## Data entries
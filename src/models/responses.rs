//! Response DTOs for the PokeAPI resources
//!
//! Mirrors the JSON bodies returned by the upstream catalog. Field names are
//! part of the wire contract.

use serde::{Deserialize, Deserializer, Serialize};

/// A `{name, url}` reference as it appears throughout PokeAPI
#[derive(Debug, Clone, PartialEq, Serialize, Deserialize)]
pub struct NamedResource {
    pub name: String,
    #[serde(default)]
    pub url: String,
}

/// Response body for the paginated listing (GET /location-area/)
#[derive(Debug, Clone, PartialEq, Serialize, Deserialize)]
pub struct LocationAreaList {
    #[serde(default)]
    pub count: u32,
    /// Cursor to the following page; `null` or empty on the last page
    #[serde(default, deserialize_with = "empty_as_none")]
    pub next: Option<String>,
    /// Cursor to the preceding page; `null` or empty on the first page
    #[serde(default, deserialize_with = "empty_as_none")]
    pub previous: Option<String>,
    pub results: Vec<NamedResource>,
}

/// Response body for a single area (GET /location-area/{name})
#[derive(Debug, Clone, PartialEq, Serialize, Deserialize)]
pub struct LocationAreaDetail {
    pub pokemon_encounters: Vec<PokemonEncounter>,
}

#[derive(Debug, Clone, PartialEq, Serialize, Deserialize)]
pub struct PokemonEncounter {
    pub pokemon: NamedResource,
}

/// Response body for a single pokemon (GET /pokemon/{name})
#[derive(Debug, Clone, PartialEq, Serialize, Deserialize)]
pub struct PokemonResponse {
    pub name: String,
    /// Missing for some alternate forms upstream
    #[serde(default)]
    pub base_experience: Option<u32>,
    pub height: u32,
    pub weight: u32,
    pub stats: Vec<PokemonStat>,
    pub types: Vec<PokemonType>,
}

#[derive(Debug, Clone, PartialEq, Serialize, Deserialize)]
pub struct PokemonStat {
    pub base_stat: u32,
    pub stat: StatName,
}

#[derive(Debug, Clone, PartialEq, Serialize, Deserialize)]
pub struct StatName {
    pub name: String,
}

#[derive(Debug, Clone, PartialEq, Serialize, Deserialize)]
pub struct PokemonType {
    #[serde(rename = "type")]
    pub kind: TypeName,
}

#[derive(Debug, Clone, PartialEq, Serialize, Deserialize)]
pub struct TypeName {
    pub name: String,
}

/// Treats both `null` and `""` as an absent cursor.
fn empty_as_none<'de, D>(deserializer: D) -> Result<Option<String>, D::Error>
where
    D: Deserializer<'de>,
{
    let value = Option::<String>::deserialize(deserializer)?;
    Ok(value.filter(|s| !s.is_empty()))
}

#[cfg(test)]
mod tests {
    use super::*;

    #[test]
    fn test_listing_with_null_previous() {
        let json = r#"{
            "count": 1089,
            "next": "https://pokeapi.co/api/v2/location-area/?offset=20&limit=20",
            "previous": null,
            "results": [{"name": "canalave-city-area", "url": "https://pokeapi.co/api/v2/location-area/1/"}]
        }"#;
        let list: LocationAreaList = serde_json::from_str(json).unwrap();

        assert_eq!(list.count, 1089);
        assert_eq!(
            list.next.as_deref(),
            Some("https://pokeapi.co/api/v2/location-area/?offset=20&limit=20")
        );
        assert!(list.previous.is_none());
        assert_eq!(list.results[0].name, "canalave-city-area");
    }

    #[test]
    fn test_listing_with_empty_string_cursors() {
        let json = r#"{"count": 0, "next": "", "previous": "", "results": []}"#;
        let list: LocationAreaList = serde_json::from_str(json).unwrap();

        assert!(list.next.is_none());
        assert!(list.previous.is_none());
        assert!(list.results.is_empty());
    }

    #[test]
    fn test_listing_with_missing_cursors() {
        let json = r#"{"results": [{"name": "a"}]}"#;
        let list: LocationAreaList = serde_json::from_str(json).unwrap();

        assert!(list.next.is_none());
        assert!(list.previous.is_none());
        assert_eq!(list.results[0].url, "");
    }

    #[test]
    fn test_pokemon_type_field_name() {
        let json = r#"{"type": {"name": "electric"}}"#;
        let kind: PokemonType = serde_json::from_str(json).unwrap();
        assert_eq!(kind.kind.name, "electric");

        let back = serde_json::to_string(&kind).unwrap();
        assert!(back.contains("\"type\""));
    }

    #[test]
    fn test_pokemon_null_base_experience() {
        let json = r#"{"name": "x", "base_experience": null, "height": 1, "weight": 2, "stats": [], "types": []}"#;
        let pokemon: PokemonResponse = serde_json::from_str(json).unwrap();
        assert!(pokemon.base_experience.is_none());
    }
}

--

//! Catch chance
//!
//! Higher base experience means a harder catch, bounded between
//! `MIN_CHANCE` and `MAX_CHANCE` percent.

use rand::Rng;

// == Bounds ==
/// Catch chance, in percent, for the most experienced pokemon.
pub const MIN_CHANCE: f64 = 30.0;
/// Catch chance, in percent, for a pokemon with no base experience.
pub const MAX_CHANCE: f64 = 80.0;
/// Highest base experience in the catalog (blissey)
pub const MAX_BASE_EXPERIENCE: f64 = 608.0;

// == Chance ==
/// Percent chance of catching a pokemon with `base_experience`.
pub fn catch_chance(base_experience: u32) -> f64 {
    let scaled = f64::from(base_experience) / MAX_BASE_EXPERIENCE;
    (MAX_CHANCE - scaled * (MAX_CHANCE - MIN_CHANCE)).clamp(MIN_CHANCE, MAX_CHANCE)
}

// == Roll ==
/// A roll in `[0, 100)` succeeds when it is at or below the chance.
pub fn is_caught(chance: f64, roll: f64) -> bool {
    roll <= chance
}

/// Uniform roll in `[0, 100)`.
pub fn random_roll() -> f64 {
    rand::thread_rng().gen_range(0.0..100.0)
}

--

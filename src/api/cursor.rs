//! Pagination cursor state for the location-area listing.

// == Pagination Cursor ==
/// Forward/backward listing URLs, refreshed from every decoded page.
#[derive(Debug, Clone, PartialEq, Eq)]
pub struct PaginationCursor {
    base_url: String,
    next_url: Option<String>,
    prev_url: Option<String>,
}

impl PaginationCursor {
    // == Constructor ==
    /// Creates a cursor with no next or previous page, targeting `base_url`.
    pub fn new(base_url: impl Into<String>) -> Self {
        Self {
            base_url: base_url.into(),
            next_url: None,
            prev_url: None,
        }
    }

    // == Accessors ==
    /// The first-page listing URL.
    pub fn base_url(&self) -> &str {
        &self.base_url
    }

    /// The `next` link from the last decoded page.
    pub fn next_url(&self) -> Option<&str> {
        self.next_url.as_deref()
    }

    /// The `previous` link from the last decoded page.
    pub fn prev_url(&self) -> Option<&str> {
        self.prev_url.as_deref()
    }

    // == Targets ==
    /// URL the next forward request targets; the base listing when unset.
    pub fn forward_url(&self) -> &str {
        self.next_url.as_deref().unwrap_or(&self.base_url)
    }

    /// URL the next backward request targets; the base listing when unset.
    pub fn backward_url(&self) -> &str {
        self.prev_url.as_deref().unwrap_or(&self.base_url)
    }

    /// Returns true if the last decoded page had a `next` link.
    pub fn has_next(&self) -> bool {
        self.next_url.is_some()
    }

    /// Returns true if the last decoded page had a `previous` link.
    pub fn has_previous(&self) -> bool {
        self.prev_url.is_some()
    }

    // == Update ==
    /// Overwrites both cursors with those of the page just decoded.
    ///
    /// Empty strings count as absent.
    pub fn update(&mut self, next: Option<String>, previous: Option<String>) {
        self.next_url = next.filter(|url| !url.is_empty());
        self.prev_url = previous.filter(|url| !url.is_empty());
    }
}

## What is needed
How many lines in the records above hold the string "absent"? Only the number is wanted.

## Result
2